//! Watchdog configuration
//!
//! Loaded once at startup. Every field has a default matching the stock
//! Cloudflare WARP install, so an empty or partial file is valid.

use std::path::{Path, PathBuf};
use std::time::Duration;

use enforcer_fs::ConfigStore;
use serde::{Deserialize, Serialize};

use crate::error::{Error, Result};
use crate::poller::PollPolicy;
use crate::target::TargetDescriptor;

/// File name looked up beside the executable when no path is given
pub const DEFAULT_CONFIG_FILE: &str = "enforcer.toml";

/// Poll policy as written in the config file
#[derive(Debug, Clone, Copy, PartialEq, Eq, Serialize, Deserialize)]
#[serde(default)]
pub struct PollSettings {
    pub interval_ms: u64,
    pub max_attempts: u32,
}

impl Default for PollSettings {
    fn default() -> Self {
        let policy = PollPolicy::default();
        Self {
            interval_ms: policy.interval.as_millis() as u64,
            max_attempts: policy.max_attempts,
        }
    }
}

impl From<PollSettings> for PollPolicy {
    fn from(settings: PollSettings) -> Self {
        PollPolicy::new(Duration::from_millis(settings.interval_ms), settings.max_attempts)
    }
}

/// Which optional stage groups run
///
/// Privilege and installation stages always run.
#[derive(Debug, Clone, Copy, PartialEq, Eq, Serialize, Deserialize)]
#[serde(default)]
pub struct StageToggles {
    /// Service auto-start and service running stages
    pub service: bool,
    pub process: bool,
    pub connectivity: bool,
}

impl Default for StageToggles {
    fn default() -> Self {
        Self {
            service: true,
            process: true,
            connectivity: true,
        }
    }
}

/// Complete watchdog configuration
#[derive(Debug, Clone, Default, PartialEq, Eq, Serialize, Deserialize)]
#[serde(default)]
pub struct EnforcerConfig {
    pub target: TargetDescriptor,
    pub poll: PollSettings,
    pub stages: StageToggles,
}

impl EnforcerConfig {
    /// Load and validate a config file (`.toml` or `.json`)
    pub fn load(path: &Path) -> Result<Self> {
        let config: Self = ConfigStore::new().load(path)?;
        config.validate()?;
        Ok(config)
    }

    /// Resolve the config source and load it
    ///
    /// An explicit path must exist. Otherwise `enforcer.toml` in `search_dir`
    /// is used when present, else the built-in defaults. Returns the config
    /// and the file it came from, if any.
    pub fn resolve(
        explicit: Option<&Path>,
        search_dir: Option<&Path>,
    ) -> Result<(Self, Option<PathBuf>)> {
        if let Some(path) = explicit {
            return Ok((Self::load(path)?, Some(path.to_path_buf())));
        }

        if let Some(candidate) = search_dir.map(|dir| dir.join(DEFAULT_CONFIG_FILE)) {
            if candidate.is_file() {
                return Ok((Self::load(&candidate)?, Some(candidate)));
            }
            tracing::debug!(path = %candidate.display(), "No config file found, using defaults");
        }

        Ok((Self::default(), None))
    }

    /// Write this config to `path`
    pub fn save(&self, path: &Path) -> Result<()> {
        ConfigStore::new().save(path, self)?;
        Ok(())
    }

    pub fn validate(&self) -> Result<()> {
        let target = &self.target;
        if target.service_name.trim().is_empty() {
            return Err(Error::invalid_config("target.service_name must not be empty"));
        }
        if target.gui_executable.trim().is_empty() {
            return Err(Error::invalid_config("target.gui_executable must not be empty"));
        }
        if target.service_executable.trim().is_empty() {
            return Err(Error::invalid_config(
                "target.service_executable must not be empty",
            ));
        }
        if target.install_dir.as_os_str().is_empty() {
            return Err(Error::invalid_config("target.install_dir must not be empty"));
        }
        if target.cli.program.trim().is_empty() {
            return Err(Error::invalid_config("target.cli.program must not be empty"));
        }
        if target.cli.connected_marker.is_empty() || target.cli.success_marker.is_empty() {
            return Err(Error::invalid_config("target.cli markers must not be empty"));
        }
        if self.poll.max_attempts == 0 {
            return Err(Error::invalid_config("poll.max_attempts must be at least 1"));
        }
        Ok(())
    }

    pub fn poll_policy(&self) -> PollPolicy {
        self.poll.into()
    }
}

---*---

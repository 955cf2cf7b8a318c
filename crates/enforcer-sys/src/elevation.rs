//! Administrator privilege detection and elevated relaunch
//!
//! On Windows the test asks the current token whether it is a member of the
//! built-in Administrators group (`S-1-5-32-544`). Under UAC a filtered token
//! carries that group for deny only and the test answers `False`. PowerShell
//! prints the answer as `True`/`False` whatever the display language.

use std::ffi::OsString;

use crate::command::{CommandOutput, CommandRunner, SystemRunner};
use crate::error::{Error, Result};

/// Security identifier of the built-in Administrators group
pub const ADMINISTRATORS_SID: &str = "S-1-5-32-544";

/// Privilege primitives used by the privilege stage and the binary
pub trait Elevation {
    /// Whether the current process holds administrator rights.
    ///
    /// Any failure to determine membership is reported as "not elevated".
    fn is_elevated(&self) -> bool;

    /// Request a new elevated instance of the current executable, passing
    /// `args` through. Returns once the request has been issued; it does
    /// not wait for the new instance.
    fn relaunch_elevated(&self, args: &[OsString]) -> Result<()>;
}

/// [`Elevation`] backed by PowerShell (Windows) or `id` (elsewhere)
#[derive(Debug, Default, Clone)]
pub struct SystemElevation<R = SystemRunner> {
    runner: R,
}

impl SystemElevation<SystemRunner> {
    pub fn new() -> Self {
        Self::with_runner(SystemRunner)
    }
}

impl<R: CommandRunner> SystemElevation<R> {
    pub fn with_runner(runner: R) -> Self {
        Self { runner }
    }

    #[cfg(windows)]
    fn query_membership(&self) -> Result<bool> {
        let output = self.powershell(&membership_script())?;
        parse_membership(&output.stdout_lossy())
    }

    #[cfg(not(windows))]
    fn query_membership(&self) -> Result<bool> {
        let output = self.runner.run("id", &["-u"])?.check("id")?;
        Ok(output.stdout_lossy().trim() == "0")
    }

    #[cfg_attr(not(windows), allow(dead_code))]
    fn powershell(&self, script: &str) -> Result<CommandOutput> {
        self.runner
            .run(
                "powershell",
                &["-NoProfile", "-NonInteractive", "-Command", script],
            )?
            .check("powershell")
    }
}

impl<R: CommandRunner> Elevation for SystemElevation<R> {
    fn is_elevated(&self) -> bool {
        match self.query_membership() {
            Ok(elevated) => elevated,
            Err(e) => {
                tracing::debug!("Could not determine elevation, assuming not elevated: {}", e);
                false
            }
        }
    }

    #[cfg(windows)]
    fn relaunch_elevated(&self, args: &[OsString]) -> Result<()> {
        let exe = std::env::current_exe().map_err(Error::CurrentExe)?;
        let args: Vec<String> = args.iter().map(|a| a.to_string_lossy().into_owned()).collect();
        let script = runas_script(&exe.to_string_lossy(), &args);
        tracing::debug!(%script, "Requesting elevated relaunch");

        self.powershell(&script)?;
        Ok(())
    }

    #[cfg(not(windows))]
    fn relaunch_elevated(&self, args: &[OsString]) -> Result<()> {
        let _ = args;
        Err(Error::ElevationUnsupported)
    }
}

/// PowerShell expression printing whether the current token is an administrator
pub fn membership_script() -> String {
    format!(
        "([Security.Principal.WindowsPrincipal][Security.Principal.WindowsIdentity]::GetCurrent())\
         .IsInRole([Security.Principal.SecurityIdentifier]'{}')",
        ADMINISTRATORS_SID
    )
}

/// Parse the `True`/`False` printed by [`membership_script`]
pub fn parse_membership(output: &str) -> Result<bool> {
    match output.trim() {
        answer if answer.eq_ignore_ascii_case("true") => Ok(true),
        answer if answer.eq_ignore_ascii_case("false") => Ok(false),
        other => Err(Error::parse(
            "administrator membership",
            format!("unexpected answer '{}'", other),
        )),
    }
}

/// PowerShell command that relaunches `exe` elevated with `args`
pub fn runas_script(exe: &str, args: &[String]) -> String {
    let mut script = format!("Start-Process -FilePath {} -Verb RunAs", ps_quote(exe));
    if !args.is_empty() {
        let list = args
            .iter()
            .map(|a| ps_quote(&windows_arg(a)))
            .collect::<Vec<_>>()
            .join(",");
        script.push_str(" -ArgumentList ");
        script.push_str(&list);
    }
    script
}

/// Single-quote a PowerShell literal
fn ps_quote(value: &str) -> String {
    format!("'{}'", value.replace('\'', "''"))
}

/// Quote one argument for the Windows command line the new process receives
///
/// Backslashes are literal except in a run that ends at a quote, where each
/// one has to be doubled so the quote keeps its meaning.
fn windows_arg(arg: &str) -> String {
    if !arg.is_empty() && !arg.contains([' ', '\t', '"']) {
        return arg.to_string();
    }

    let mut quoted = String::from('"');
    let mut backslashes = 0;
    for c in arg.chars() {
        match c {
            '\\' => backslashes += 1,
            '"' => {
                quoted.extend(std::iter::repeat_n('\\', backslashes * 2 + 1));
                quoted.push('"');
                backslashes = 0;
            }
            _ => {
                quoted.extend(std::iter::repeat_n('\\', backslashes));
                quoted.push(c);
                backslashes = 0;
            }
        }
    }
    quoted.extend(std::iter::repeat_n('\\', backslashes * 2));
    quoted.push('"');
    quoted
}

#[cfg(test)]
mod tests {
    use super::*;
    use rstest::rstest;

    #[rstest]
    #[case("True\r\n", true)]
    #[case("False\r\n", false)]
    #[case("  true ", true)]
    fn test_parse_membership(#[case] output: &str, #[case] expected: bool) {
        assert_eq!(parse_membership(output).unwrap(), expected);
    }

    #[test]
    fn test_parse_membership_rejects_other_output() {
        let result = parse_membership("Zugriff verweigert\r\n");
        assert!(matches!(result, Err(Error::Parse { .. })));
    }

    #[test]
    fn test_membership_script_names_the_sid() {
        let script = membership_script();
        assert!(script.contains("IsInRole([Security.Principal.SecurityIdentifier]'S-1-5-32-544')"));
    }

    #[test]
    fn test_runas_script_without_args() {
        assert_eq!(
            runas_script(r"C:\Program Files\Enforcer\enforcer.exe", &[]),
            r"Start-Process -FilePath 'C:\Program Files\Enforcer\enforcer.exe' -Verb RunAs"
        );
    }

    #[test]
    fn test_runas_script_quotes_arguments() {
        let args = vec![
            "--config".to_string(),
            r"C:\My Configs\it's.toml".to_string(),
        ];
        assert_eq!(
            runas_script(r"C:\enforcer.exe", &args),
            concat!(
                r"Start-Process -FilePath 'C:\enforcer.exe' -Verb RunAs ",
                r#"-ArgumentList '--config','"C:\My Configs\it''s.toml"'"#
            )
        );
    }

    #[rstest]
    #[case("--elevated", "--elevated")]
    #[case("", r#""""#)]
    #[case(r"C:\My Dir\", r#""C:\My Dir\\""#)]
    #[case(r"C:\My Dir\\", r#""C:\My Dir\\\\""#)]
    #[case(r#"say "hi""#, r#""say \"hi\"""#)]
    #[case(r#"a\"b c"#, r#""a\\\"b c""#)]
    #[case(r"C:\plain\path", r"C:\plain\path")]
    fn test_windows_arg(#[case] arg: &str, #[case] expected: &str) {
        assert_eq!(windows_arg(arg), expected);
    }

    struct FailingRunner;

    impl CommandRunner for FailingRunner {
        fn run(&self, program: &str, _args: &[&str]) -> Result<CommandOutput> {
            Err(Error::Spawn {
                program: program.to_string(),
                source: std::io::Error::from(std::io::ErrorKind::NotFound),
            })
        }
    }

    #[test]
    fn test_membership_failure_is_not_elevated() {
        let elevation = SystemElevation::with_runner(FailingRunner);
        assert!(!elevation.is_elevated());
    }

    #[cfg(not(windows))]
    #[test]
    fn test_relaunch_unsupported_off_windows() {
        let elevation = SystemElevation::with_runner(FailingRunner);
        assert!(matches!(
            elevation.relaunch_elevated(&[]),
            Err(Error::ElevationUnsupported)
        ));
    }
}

---*---

* [What the task requires] Look over the entries above and say how many lines contain "TargetDescriptor"; give only the number.

* [Response to this task] 2